Tamer Seckin, MD, founder of the Endometriosis Foundation of America (EndoFound) and the author of The Doctor Will See You Now: Recognizing and Treating Endometriosis, indicates the following symptoms:

  • You may experience cramping and intense pain with menstruation; think throbbing contractions or sudden, sharp, stabbing pains that may leave you breathless. Shireen Hand, a blogger for Endometriosis News, described it as an “electric shock.” It may start before menstruation and not let up for several days. Some women refer to them as “killer cramps.”
  • You may feel a dull, throbbing pain around the time of ovulation.
  • GI distress in common, including bloating, gas, and cramps, sometimes accompanied by diarrhea and constipation. Symptoms are worse around menstruation.
  • Pain during sexual activity can feel like sandpaper, along with sharp pains that radiate toward the abdomen, notes Hand.
  • You may have painful bowel movements or urination due to irritated tissue.
  • Neuropathy may cause sciatica (a sharp, burning, radiating pain down your leg, inner thigh, or back) that can make walking or even crossing your legs uncomfortable.

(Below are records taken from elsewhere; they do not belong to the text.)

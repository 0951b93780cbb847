//! Auth transport implementation using reqwest.
//!
//! Implements the backend HTTP contract: form-encoded password login, JSON
//! refresh and code exchange, cookie-carried logout, and bearer-attached
//! resource calls. The client keeps a cookie store so httpOnly refresh
//! cookies set by the token endpoint travel automatically.

use async_trait::async_trait;
use gatekey_domain::{
    AccessCredential, AuthError, AuthResult, ExchangeGrant, HttpMethod, ResourceRequest,
    ResourceResponse, TokenGrant,
};
use reqwest::{Client, Method, Url};
use serde::{Deserialize, Serialize};
use tracing::debug;

use gatekey_application::AuthTransport;

/// Content-Type for form-urlencoded data.
const FORM_CONTENT_TYPE: &str = "application/x-www-form-urlencoded";

/// OAuth2-style error body returned by the auth endpoints.
#[derive(Debug, Deserialize)]
struct AuthErrorBody {
    #[serde(default)]
    error: Option<String>,
    #[serde(default)]
    error_description: Option<String>,
    #[serde(default)]
    message: Option<String>,
}

impl AuthErrorBody {
    /// Picks the most descriptive field, mirroring what the backend puts
    /// first: description, then message, then the error identifier.
    fn best_message(body: &str) -> String {
        serde_json::from_str::<Self>(body)
            .ok()
            .and_then(|parsed| {
                parsed
                    .error_description
                    .or(parsed.message)
                    .or(parsed.error)
            })
            .unwrap_or_else(|| body.to_string())
    }
}

#[derive(Debug, Serialize)]
struct RefreshBody<'a> {
    refresh_token: &'a str,
}

#[derive(Debug, Serialize)]
struct ExchangeBody<'a> {
    code: &'a str,
    redirect_uri: &'a str,
}

#[derive(Debug, Serialize)]
struct RegisterBody<'a> {
    username: &'a str,
    password: &'a str,
}

/// Reqwest-backed implementation of the [`AuthTransport`] port.
pub struct HttpAuthTransport {
    client: Client,
    base_url: Url,
}

impl HttpAuthTransport {
    /// Creates a transport for the given backend base URL.
    ///
    /// The client carries a cookie store and does not follow redirects, so
    /// authorization-server redirects surface to the caller instead of
    /// being chased with credentials attached.
    ///
    /// # Errors
    ///
    /// Returns a transport error if the URL is invalid or the client
    /// cannot be constructed.
    pub fn new(base_url: &str) -> AuthResult<Self> {
        let client = Client::builder()
            .user_agent("Gatekey/0.1.0")
            .cookie_store(true)
            .redirect(reqwest::redirect::Policy::none())
            .build()
            .map_err(AuthError::transport)?;
        Self::with_client(client, base_url)
    }

    /// Creates a transport over a caller-supplied client.
    ///
    /// The client should have a cookie store enabled when the deployment
    /// carries the refresh credential in a cookie.
    ///
    /// # Errors
    ///
    /// Returns a transport error if the base URL is invalid.
    pub fn with_client(client: Client, base_url: &str) -> AuthResult<Self> {
        let base_url = Url::parse(base_url).map_err(AuthError::transport)?;
        Ok(Self { client, base_url })
    }

    fn endpoint(&self, path: &str) -> AuthResult<Url> {
        self.base_url.join(path).map_err(AuthError::transport)
    }

    const fn to_reqwest_method(method: HttpMethod) -> Method {
        match method {
            HttpMethod::Get => Method::GET,
            HttpMethod::Post => Method::POST,
            HttpMethod::Put => Method::PUT,
            HttpMethod::Patch => Method::PATCH,
            HttpMethod::Delete => Method::DELETE,
        }
    }

    async fn read_grant(response: reqwest::Response) -> AuthResult<TokenGrant> {
        response.json().await.map_err(|e| AuthError::Transport {
            message: format!("failed to parse token response: {e}"),
        })
    }
}

#[async_trait]
impl AuthTransport for HttpAuthTransport {
    async fn login(&self, username: &str, password: &str) -> AuthResult<TokenGrant> {
        let body = serde_urlencoded::to_string([("username", username), ("password", password)])
            .map_err(AuthError::transport)?;

        let response = self
            .client
            .post(self.endpoint("/auth/token")?)
            .header("Content-Type", FORM_CONTENT_TYPE)
            .body(body)
            .send()
            .await
            .map_err(AuthError::transport)?;

        if !response.status().is_success() {
            let text = response.text().await.unwrap_or_default();
            return Err(AuthError::InvalidCredentials {
                message: AuthErrorBody::best_message(&text),
            });
        }
        Self::read_grant(response).await
    }

    async fn register(&self, username: &str, password: &str) -> AuthResult<()> {
        let response = self
            .client
            .post(self.endpoint("/auth/")?)
            .json(&RegisterBody { username, password })
            .send()
            .await
            .map_err(AuthError::transport)?;

        if !response.status().is_success() {
            let text = response.text().await.unwrap_or_default();
            return Err(AuthError::InvalidCredentials {
                message: AuthErrorBody::best_message(&text),
            });
        }
        Ok(())
    }

    async fn refresh(&self, refresh_token: Option<&str>) -> AuthResult<TokenGrant> {
        let builder = self.client.post(self.endpoint("/auth/refresh")?);
        // Cookie flow sends an empty POST; the jar presents the credential.
        let builder = match refresh_token {
            Some(refresh_token) => builder.json(&RefreshBody { refresh_token }),
            None => builder,
        };

        let response = builder.send().await.map_err(AuthError::transport)?;

        if !response.status().is_success() {
            let text = response.text().await.unwrap_or_default();
            return Err(AuthError::RefreshFailed {
                message: AuthErrorBody::best_message(&text),
            });
        }
        Self::read_grant(response).await
    }

    async fn exchange_code(&self, code: &str, redirect_uri: &str) -> AuthResult<ExchangeGrant> {
        let response = self
            .client
            .post(self.endpoint("/auth/callback")?)
            .json(&ExchangeBody { code, redirect_uri })
            .send()
            .await
            .map_err(AuthError::transport)?;

        if !response.status().is_success() {
            let text = response.text().await.unwrap_or_default();
            return Err(AuthError::ExchangeFailed {
                message: AuthErrorBody::best_message(&text),
            });
        }
        response.json().await.map_err(|e| AuthError::Transport {
            message: format!("failed to parse exchange response: {e}"),
        })
    }

    async fn logout(&self) -> AuthResult<()> {
        let response = self
            .client
            .post(self.endpoint("/auth/logout")?)
            .send()
            .await
            .map_err(AuthError::transport)?;

        if !response.status().is_success() {
            return Err(AuthError::Transport {
                message: format!("logout returned status {}", response.status()),
            });
        }
        Ok(())
    }

    async fn execute(
        &self,
        request: &ResourceRequest,
        credential: Option<&AccessCredential>,
    ) -> AuthResult<ResourceResponse> {
        let mut builder = self
            .client
            .request(
                Self::to_reqwest_method(request.method),
                self.endpoint(&request.path)?,
            )
            .header("Content-Type", "application/json");

        if let Some(credential) = credential {
            builder = builder.header("Authorization", credential.authorization_header());
        }
        if let Some(body) = &request.body {
            builder = builder.body(body.clone());
        }

        let response = builder.send().await.map_err(AuthError::transport)?;
        let status = response.status().as_u16();
        let body = response.text().await.map_err(AuthError::transport)?;
        debug!(path = %request.path, status, "resource call completed");
        Ok(ResourceResponse::new(status, body))
    }
}

#[cfg(test)]
#[allow(clippy::unwrap_used, clippy::expect_used, clippy::panic)]
mod tests {
    use pretty_assertions::assert_eq;

    use super::*;

    #[test]
    fn test_error_body_prefers_description() {
        let message = AuthErrorBody::best_message(
            r#"{"error": "invalid_grant", "error_description": "Code expired"}"#,
        );
        assert_eq!(message, "Code expired");
    }

    #[test]
    fn test_error_body_falls_back_to_error() {
        let message = AuthErrorBody::best_message(r#"{"error": "invalid_grant"}"#);
        assert_eq!(message, "invalid_grant");
    }

    #[test]
    fn test_error_body_falls_back_to_raw_text() {
        let message = AuthErrorBody::best_message("Internal Server Error");
        assert_eq!(message, "Internal Server Error");
    }

    #[test]
    fn test_endpoint_join() {
        let transport = HttpAuthTransport::new("http://localhost:8000").expect("transport");
        let url = transport.endpoint("/blogs").expect("url");
        assert_eq!(url.as_str(), "http://localhost:8000/blogs");
    }
}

Don’t Wait to Talk With Your Doctor

It takes on average 3 to 11 years from onset of symptoms for women to receive a correct diagnosis, according to past research, so don’t wait around if you are having issues. (5) Although endometriosis is incurable at this point, there are treatments that can help manage pain and other symptoms. For some women, endometriosis symptoms go away on their own once they’ve reached menopause.